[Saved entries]
►
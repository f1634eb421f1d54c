//! User Storage
//! Mission: Securely store and manage user accounts with SQLite, including
//! the five-strikes/15-minute lockout from spec §7/§8 scenario 1.

use std::sync::Arc;

use anyhow::{Context, Result};
use bcrypt::{hash, verify, DEFAULT_COST};
use chrono::{DateTime, TimeZone, Utc};
use rusqlite::{params, Connection, OptionalExtension};
use tokio::sync::Mutex;
use tracing::{info, warn};
use uuid::Uuid;

use crate::auth::models::User;

const MAX_FAILED_ATTEMPTS: u32 = 5;
const LOCKOUT_MINUTES: i64 = 15;

/// Outcome of a login attempt, distinguishing the lockout case from a plain
/// bad password so the handler can surface the right message (spec §8
/// scenario 1: "Account is temporarily locked" vs. "Invalid credentials").
pub enum LoginOutcome {
    Success(User),
    InvalidCredentials,
    Locked,
}

/// User storage with SQLite backend, shared across requests the way
/// `OrderRepository`/`CartStore` hold an `Arc<Mutex<Connection>>`.
pub struct UserStore {
    conn: Arc<Mutex<Connection>>,
}

impl UserStore {
    pub fn new(db_path: &str) -> Result<Self> {
        let conn = Connection::open(db_path).context("opening auth database")?;
        Self::init_schema(&conn)?;
        Ok(Self {
            conn: Arc::new(Mutex::new(conn)),
        })
    }

    fn init_schema(conn: &Connection) -> Result<()> {
        conn.execute(
            "CREATE TABLE IF NOT EXISTS users (
                id TEXT PRIMARY KEY,
                email TEXT UNIQUE NOT NULL,
                password_hash TEXT NOT NULL,
                failed_login_attempts INTEGER NOT NULL DEFAULT 0,
                locked_until TEXT,
                created_at TEXT NOT NULL
            )",
            [],
        )?;
        Ok(())
    }

    fn row_to_user(row: &rusqlite::Row) -> rusqlite::Result<User> {
        let id: String = row.get(0)?;
        let locked_until: Option<String> = row.get(4)?;
        let created_at: String = row.get(5)?;
        Ok(User {
            id: Uuid::parse_str(&id).map_err(|_| {
                rusqlite::Error::InvalidColumnType(0, "id".into(), rusqlite::types::Type::Text)
            })?,
            email: row.get(1)?,
            password_hash: row.get(2)?,
            failed_login_attempts: row.get::<_, i64>(3)? as u32,
            locked_until: locked_until.map(|s| parse_timestamp(&s)).transpose().map_err(|_| {
                rusqlite::Error::InvalidColumnType(4, "locked_until".into(), rusqlite::types::Type::Text)
            })?,
            created_at: parse_timestamp(&created_at).map_err(|_| {
                rusqlite::Error::InvalidColumnType(5, "created_at".into(), rusqlite::types::Type::Text)
            })?,
        })
    }

    pub async fn get_by_email(&self, email: &str) -> Result<Option<User>> {
        let conn = self.conn.lock().await;
        conn.query_row(
            "SELECT id, email, password_hash, failed_login_attempts, locked_until, created_at
             FROM users WHERE email = ?1",
            params![email],
            Self::row_to_user,
        )
        .optional()
        .context("loading user by email")
    }

    /// Register a new user. Conflicts (duplicate email) are surfaced as
    /// `Ok(None)` so the handler can map it to `409`, rather than an error
    /// path the caller has to pattern-match by SQLite error code.
    pub async fn register(&self, email: &str, password: &str) -> Result<Option<User>> {
        let password_hash = hash(password, DEFAULT_COST).context("hashing password")?;
        let user = User {
            id: Uuid::new_v4(),
            email: email.to_string(),
            password_hash,
            failed_login_attempts: 0,
            locked_until: None,
            created_at: Utc::now(),
        };

        let conn = self.conn.lock().await;
        let inserted = conn.execute(
            "INSERT OR IGNORE INTO users (id, email, password_hash, failed_login_attempts, locked_until, created_at)
             VALUES (?1, ?2, ?3, 0, NULL, ?4)",
            params![
                user.id.to_string(),
                user.email,
                user.password_hash,
                user.created_at.to_rfc3339(),
            ],
        )?;

        if inserted == 0 {
            return Ok(None);
        }

        info!(email = %email, "registered user");
        Ok(Some(user))
    }

    /// Verify credentials against the current lockout state. `now` is
    /// threaded through explicitly (rather than read from the clock inside)
    /// so the five-strikes scenario in spec §8 can be exercised
    /// deterministically by advancing a test clock.
    pub async fn verify_login(&self, email: &str, password: &str, now: DateTime<Utc>) -> Result<LoginOutcome> {
        let Some(user) = self.get_by_email(email).await? else {
            return Ok(LoginOutcome::InvalidCredentials);
        };

        if user.is_locked(now) {
            return Ok(LoginOutcome::Locked);
        }

        let valid = verify(password, &user.password_hash).context("verifying password")?;
        if valid {
            self.reset_failed_attempts(&user.id).await?;
            let mut user = user;
            user.failed_login_attempts = 0;
            user.locked_until = None;
            return Ok(LoginOutcome::Success(user));
        }

        let attempts = user.failed_login_attempts + 1;
        let locked_until = if attempts >= MAX_FAILED_ATTEMPTS {
            warn!(email = %email, "account locked after repeated failed logins");
            Some(now + chrono::Duration::minutes(LOCKOUT_MINUTES))
        } else {
            user.locked_until
        };
        self.record_failed_attempt(&user.id, attempts, locked_until).await?;

        Ok(LoginOutcome::InvalidCredentials)
    }

    async fn reset_failed_attempts(&self, user_id: &Uuid) -> Result<()> {
        let conn = self.conn.lock().await;
        conn.execute(
            "UPDATE users SET failed_login_attempts = 0, locked_until = NULL WHERE id = ?1",
            params![user_id.to_string()],
        )?;
        Ok(())
    }

    async fn record_failed_attempt(
        &self,
        user_id: &Uuid,
        attempts: u32,
        locked_until: Option<DateTime<Utc>>,
    ) -> Result<()> {
        let conn = self.conn.lock().await;
        conn.execute(
            "UPDATE users SET failed_login_attempts = ?1, locked_until = ?2 WHERE id = ?3",
            params![
                attempts as i64,
                locked_until.map(|t| t.to_rfc3339()),
                user_id.to_string(),
            ],
        )?;
        Ok(())
    }
}

fn parse_timestamp(s: &str) -> Result<DateTime<Utc>> {
    Ok(DateTime::parse_from_rfc3339(s)?.with_timezone(&Utc))
}

#[cfg(test)]
mod tests {
    use super::*;
    use tempfile::NamedTempFile;

    async fn create_test_store() -> (UserStore, NamedTempFile) {
        let temp_file = NamedTempFile::new().unwrap();
        let db_path = temp_file.path().to_str().unwrap();
        let store = UserStore::new(db_path).unwrap();
        (store, temp_file)
    }

    #[tokio::test]
    async fn test_register_then_login_succeeds() {
        let (store, _temp) = create_test_store().await;
        store.register("u@gatech.edu", "Password123!").await.unwrap().unwrap();

        let now = Utc.with_ymd_and_hms(2026, 1, 1, 0, 0, 0).unwrap();
        match store.verify_login("u@gatech.edu", "Password123!", now).await.unwrap() {
            LoginOutcome::Success(user) => {
                assert_eq!(user.email, "u@gatech.edu");
                assert_eq!(user.failed_login_attempts, 0);
            }
            _ => panic!("expected success"),
        }
    }

    #[tokio::test]
    async fn test_duplicate_registration_is_rejected() {
        let (store, _temp) = create_test_store().await;
        store.register("u@gatech.edu", "Password123!").await.unwrap();
        let second = store.register("u@gatech.edu", "Other123!").await.unwrap();
        assert!(second.is_none());
    }

    #[tokio::test]
    async fn test_five_failures_lock_the_account_then_clear_after_window() {
        let (store, _temp) = create_test_store().await;
        store.register("u@gatech.edu", "Password123!").await.unwrap();

        let t0 = Utc.with_ymd_and_hms(2026, 1, 1, 0, 0, 0).unwrap();
        for _ in 0..5 {
            let outcome = store.verify_login("u@gatech.edu", "wrong", t0).await.unwrap();
            assert!(matches!(outcome, LoginOutcome::InvalidCredentials));
        }

        // Sixth attempt, correct password, still inside the lockout window.
        let t1 = t0 + chrono::Duration::minutes(1);
        let locked = store.verify_login("u@gatech.edu", "Password123!", t1).await.unwrap();
        assert!(matches!(locked, LoginOutcome::Locked));

        // Seventh attempt, 15 minutes later: succeeds and resets the counter.
        let t2 = t0 + chrono::Duration::minutes(15);
        match store.verify_login("u@gatech.edu", "Password123!", t2).await.unwrap() {
            LoginOutcome::Success(user) => assert_eq!(user.failed_login_attempts, 0),
            _ => panic!("expected success after lockout window elapses"),
        }
    }
}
◄
Problem –
Given the data above, transcribe exactly the lines from the one containing "pub enum LoginOutcome" down to the one containing "id TEXT PRIMARY", and no others.

Answer for this exercise –
pub enum LoginOutcome {
    Success(User),
    InvalidCredentials,
    Locked,
}

/// User storage with SQLite backend, shared across requests the way
/// `OrderRepository`/`CartStore` hold an `Arc<Mutex<Connection>>`.
pub struct UserStore {
    conn: Arc<Mutex<Connection>>,
}

impl UserStore {
    pub fn new(db_path: &str) -> Result<Self> {
        let conn = Connection::open(db_path).context("opening auth database")?;
        Self::init_schema(&conn)?;
        Ok(Self {
            conn: Arc::new(Mutex::new(conn)),
        })
    }

    fn init_schema(conn: &Connection) -> Result<()> {
        conn.execute(
            "CREATE TABLE IF NOT EXISTS users (
                id TEXT PRIMARY KEY,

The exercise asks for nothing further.